A Focused Compounding member sent me this email:

 

“I’ve just become a FC member and I’ve been listening to the very interesting podcasts from day one. Really enjoying them. Those have convinced me to purchase a membership of 1 year (for now).

 

I have a question that has been spinning my head for a while now.

 

Everybody is looking for this gem of a company with a sustainable competitive advantage and consequently… a high sustainable ROIC or ROIIC.

 

But when you invest in a company at 2 times invested capital doesn’t that hurt your compounding effect big time in the long term (ROIC of 20% becomes 10%?)? Or am I pursuing the wrong train of thought here?”

 

Yes, it does hurt your compounding.
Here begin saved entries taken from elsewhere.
//! Geocodio batch response decoding.
//!
//! A batch response carries one entry per submitted address, in order:
//! - `results[i].query`: the address as submitted
//! - `results[i].response.results`: ranked candidates; the first is used
//! - `results[i].response.error`: per-address failure message
//!
//! Entries may be `null`; such positions decode to `None`.

use geoenrich_shared::Location;
use serde::Deserialize;
use serde_json::Value;

use crate::GeocodeError;

// ---------------------------------------------------------------------------
// Public type
// ---------------------------------------------------------------------------

/// The best candidate the service returned for one address.
#[derive(Debug, Clone, PartialEq)]
pub struct GeocodedAddress {
    /// Normalized components (`number`, `street`, `city`, `zip`, ...),
    /// passed through untouched.
    pub address_components: Value,
    /// Coordinates translated from the service's `lat`/`lng` pair.
    pub location: Option<Location>,
}

// ---------------------------------------------------------------------------
// Wire types
// ---------------------------------------------------------------------------

#[derive(Debug, Deserialize)]
struct BatchResponse {
    #[serde(default)]
    results: Vec<Option<BatchEntry>>,
}

#[derive(Debug, Deserialize)]
struct BatchEntry {
    #[serde(default)]
    response: Option<EntryResponse>,
}

#[derive(Debug, Deserialize)]
struct EntryResponse {
    #[serde(default)]
    results: Vec<Candidate>,
    #[serde(default)]
    error: Option<String>,
}

#[derive(Debug, Deserialize)]
struct Candidate {
    #[serde(default)]
    address_components: Value,
    #[serde(default)]
    location: Option<LatLng>,
}

#[derive(Debug, Deserialize)]
struct LatLng {
    lat: f64,
    lng: f64,
}

impl From<Candidate> for GeocodedAddress {
    fn from(c: Candidate) -> Self {
        Self {
            address_components: c.address_components,
            location: c.location.map(|l| Location {
                lat: l.lat,
                lon: l.lng,
            }),
        }
    }
}

// ---------------------------------------------------------------------------
// Decoding
// ---------------------------------------------------------------------------

/// Decode a batch body, checking it answers exactly `expected` addresses.
pub(crate) fn decode_batch(
    body: &str,
    expected: usize,
) -> Result<Vec<Option<GeocodedAddress>>, GeocodeError> {
    let parsed: BatchResponse =
        serde_json::from_str(body).map_err(|e| GeocodeError::Decode(e.to_string()))?;

    if parsed.results.len() != expected {
        return Err(GeocodeError::LengthMismatch {
            expected,
            got: parsed.results.len(),
        });
    }

    Ok(parsed
        .results
        .into_iter()
        .enumerate()
        .map(|(i, entry)| {
            let response = entry?.response?;
            if let Some(error) = &response.error {
                tracing::debug!(position = i, %error, "service rejected address");
            }
            response.results.into_iter().next().map(GeocodedAddress::from)
        })
        .collect())
}

#[cfg(test)]
mod tests {
    use super::*;

    #[test]
    fn decode_fixture() {
        let body = std::fs::read_to_string("../../../fixtures/geocodio/batch-response.json")
            .expect("read batch fixture");
        let results = decode_batch(&body, 3).expect("decode");

        assert_eq!(results.len(), 3);

        let first = results[0].as_ref().expect("first resolved");
        assert_eq!(
            first.location,
            Some(Location {
                lat: 38.886672,
                lon: -77.094735
            })
        );
        assert_eq!(first.address_components["city"], "Arlington");

        // The second address matched nothing.
        assert!(results[1].is_none());

        let third = results[2].as_ref().expect("third resolved");
        assert_eq!(third.address_components["zip"], "20500");
    }

    #[test]
    fn null_entries_keep_their_position() {
        let body = r#"{"results": [
            {"response": {"results": [{
                "address_components": {"city": "A"},
                "location": {"lat": 1.0, "lng": 2.0}
            }]}},
            null,
            {"response": {"results": [{
                "address_components": {"city": "C"},
                "location": {"lat": 5.0, "lng": 6.0}
            }]}}
        ]}"#;
        let results = decode_batch(body, 3).unwrap();
        assert_eq!(results[0].as_ref().unwrap().address_components["city"], "A");
        assert!(results[1].is_none());
        assert_eq!(
            results[2].as_ref().unwrap().location,
            Some(Location { lat: 5.0, lon: 6.0 })
        );
    }

    #[test]
    fn per_address_error_is_unresolved() {
        let body = r#"{"results": [
            {"query": "???", "response": {"error": "Could not geocode address"}}
        ]}"#;
        let results = decode_batch(body, 1).unwrap();
        assert_eq!(results, vec![None]);
    }

    #[test]
    fn length_mismatch_rejected() {
        let body = r#"{"results": [null]}"#;
        let err = decode_batch(body, 2).unwrap_err();
        assert!(matches!(
            err,
            GeocodeError::LengthMismatch {
                expected: 2,
                got: 1
            }
        ));
    }

    #[test]
    fn missing_results_is_a_mismatch() {
        let err = decode_batch("{}", 1).unwrap_err();
        assert!(matches!(err, GeocodeError::LengthMismatch { got: 0, .. }));
    }

    #[test]
    fn malformed_body_rejected() {
        let err = decode_batch("<html>502</html>", 1).unwrap_err();
        assert!(matches!(err, GeocodeError::Decode(_)));
    }
}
But, paying more than you normally would – in terms of price-to-book – for a great business may not hurt your long-term compounding quite as much as you think. However, there’s a tendency for investors to focus more on how high the company’s return on capital, growth rate, etc. is right now instead of how long those high rates of return on capital, of sales and EPS growth, etc. can last. What matters a lot – as I’ll show using numbers in a minute – is how long you own a stock and how long it keeps up its above average compounding.

 

Think of it this way. If you buy the stock market as a whole, it tends to return about 10% a year. A great business might be able to compound at 20% a year. So, how much more can you pay for a great business than you would pay for the S&P 500? It might seem the simple answer is that you can pay twice as much for a great business. However, that’s only true if you’re planning to sell the stock in a year. That’s because 20% / 2 = 10%. So, paying 2 times book value gets you the same return right out of the gate in a great business as what you’d have in the S&P 500.

 

When value investors like Warren Buffett, Charlie Munger, and Phi Fisher talk about how it’s fine to pay up for great, durable businesses – they mean if you intend to be a long-term shareholder and if the company continues to compound at high rates far into the future. This makes all the difference in what kind of price-to-book value you can afford to pay.

 

To figure out how much more you can pay for a great business and still beat the market, you can actually just sit down and work out the math.

 

Here’s what matters…

 

* Price / Asset (equity, invested capital, etc.)

 

* Amount of earnings reinvested in the business

 

* Return on that reinvestment

 

Over shorter holding periods in stocks reinvesting less of their earnings each year – the price you pay matters more.